Liquidity Coverage Ratio is a regulatory liquidity standard for banks that ensures high-quality liquid assets can cover short-term outflows. It is typically measured by high-quality liquid assets relative to 30-day net cash outflows and is used to set liquidity buffers and adjust funding mix. The concept makes the holding liquid assets versus yield and growth tradeoff explicit and supports policy or operational thresholds across planning, stress testing, and review cycles.

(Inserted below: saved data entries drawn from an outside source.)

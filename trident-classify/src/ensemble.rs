//! Ensemble classification: three model variants voting.

use async_trait::async_trait;
use futures_util::future::join_all;
use std::collections::HashMap;
use std::sync::Arc;
use tracing::debug;

use keel::{AgentError, ClassificationMethod, ClassificationResult, InputKind, MetadataMap};
use trident_provider::ModelHub;

use crate::llm::{LlmMethod, LlmMethodConfig};
use crate::method::ClassifyMethod;

/// Temperatures for the three standard variants.
const VARIANT_TEMPERATURES: [f64; 3] = [0.1, 0.3, 0.5];

/// Configuration for [`EnsembleMethod`].
#[non_exhaustive]
#[derive(Debug, Clone)]
pub struct EnsembleConfig {
    /// Per-variant vote weights, matching the variant order.
    pub weights: [f64; 3],
    /// Agreement ratio at which the +0.1 confidence bonus applies.
    pub minimum_agreement: f64,
}

impl Default for EnsembleConfig {
    fn default() -> Self {
        Self {
            weights: [1.0, 1.0, 1.0],
            minimum_agreement: 0.6,
        }
    }
}

/// Runs three LLM variants concurrently at different temperatures and
/// combines their votes.
///
/// Winner: the kind maximising `votes × mean(confidence)`. Final
/// confidence: `min(0.99, mean_conf × agreement + 0.1·[agreement ≥
/// minimum_agreement])`.
pub struct EnsembleMethod {
    variants: Vec<LlmMethod>,
    config: EnsembleConfig,
}

impl EnsembleMethod {
    /// An ensemble over the given hub, provider, and model.
    pub fn new(
        hub: Arc<ModelHub>,
        provider_id: &str,
        model_id: &str,
        config: EnsembleConfig,
    ) -> Self {
        let variants = VARIANT_TEMPERATURES
            .iter()
            .map(|&temperature| {
                let mut llm_config = LlmMethodConfig::new(provider_id, model_id);
                llm_config.model.temperature = Some(temperature);
                LlmMethod::new(Arc::clone(&hub), llm_config)
            })
            .collect();
        Self { variants, config }
    }

    fn combine(
        &self,
        votes: Vec<(f64, ClassificationResult)>,
    ) -> Result<ClassificationResult, AgentError> {
        if votes.is_empty() {
            return Err(AgentError::system(
                "ENSEMBLE_EMPTY",
                "no ensemble variant produced a result",
            ));
        }

        let mut per_kind: HashMap<InputKind, (f64, Vec<f64>)> = HashMap::new();
        let mut total_weight = 0.0;
        for (weight, result) in &votes {
            total_weight += weight;
            let entry = per_kind.entry(result.kind).or_insert((0.0, vec![]));
            entry.0 += weight;
            entry.1.push(result.confidence);
        }

        let (winner, (winner_votes, confidences)) = per_kind
            .into_iter()
            .max_by(|(_, (votes_a, confs_a)), (_, (votes_b, confs_b))| {
                let score_a = votes_a * mean(confs_a);
                let score_b = votes_b * mean(confs_b);
                score_a.partial_cmp(&score_b).unwrap_or(std::cmp::Ordering::Equal)
            })
            .expect("votes is non-empty");

        let mean_confidence = mean(&confidences);
        let agreement = winner_votes / total_weight;
        let bonus = if agreement >= self.config.minimum_agreement {
            0.1
        } else {
            0.0
        };
        let final_confidence = (mean_confidence * agreement + bonus).min(0.99);

        let mut result =
            ClassificationResult::new(winner, final_confidence, ClassificationMethod::Ensemble)
                .with_reasoning(format!(
                    "{:.0}% of weighted votes for {winner}",
                    agreement * 100.0
                ));
        result.metadata.insert(
            "agreement_score".into(),
            serde_json::json!((agreement * 1000.0).round() / 1000.0),
        );
        result
            .metadata
            .insert("mean_confidence".into(), serde_json::json!(mean_confidence));
        result
            .metadata
            .insert("variant_count".into(), serde_json::json!(votes.len()));
        Ok(result)
    }
}

fn mean(values: &[f64]) -> f64 {
    if values.is_empty() {
        0.0
    } else {
        values.iter().sum::<f64>() / values.len() as f64
    }
}

#[async_trait]
impl ClassifyMethod for EnsembleMethod {
    fn name(&self) -> ClassificationMethod {
        ClassificationMethod::Ensemble
    }

    fn expected_accuracy(&self) -> f64 {
        0.93
    }

    fn average_latency_ms(&self) -> u64 {
        1200
    }

    async fn classify(
        &self,
        text: &str,
        context: Option<&MetadataMap>,
    ) -> Result<ClassificationResult, AgentError> {
        let calls = self
            .variants
            .iter()
            .map(|variant| variant.classify(text, context));
        let outcomes = join_all(calls).await;

        let mut votes = Vec::new();
        for (i, outcome) in outcomes.into_iter().enumerate() {
            match outcome {
                Ok(result) => votes.push((self.config.weights[i], result)),
                Err(e) => debug!(variant = i, error = %e, "ensemble variant failed"),
            }
        }
        self.combine(votes)
    }
}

Teams document assumptions, data sources, and update cadence so results remain comparable over time.

Decision impact

  • Sets guardrails for set liquidity buffers and adjust funding mix by interpreting high-quality liquid assets relative to 30-day net cash outflows under scenario analysis and stress tests.
  • Signals when to adjust strategy because the holding liquid assets versus yield and growth balance is shifting in current conditions.
  • Aligns stakeholders by turning Liquidity Coverage Ratio into a shared threshold for approvals and periodic reviews.

Key takeaways

  • Define calculation windows and inputs for Liquidity Coverage Ratio before comparing periods or peers.
  • Track leading indicators that move high-quality liquid assets relative to 30-day net cash outflows so decisions are proactive, not reactive.
  • Pair Liquidity Coverage Ratio with qualitative context to avoid one-number overconfidence.
  • Use triggers and escalation paths so set liquidity buffers and adjust funding mix changes happen on time.
  • Revisit assumptions when business mix, regulation, or market conditions shift.

Misconceptions

  • Liquidity Coverage Ratio is a fixed target; in practice, thresholds depend on risk tolerance and context.
  • Improving Liquidity Coverage Ratio always means better performance; it can hide costs or tradeoffs.
  • One snapshot is enough; trends and volatility often matter more for decisions.

Worked example

Example: A regional bank faces volatile deposits after rapid rate hikes. The team calculates high-quality liquid assets relative to 30-day net cash outflows, compares it to an internal threshold, and discusses the holding liquid assets versus yield and growth implications. They decide to set liquidity buffers and adjust funding mix with staged actions, document assumptions and data sources, and set a trigger for revisiting the decision. Over the next quarter, they monitor the metric alongside leading indicators and adjust the plan once the trigger is hit.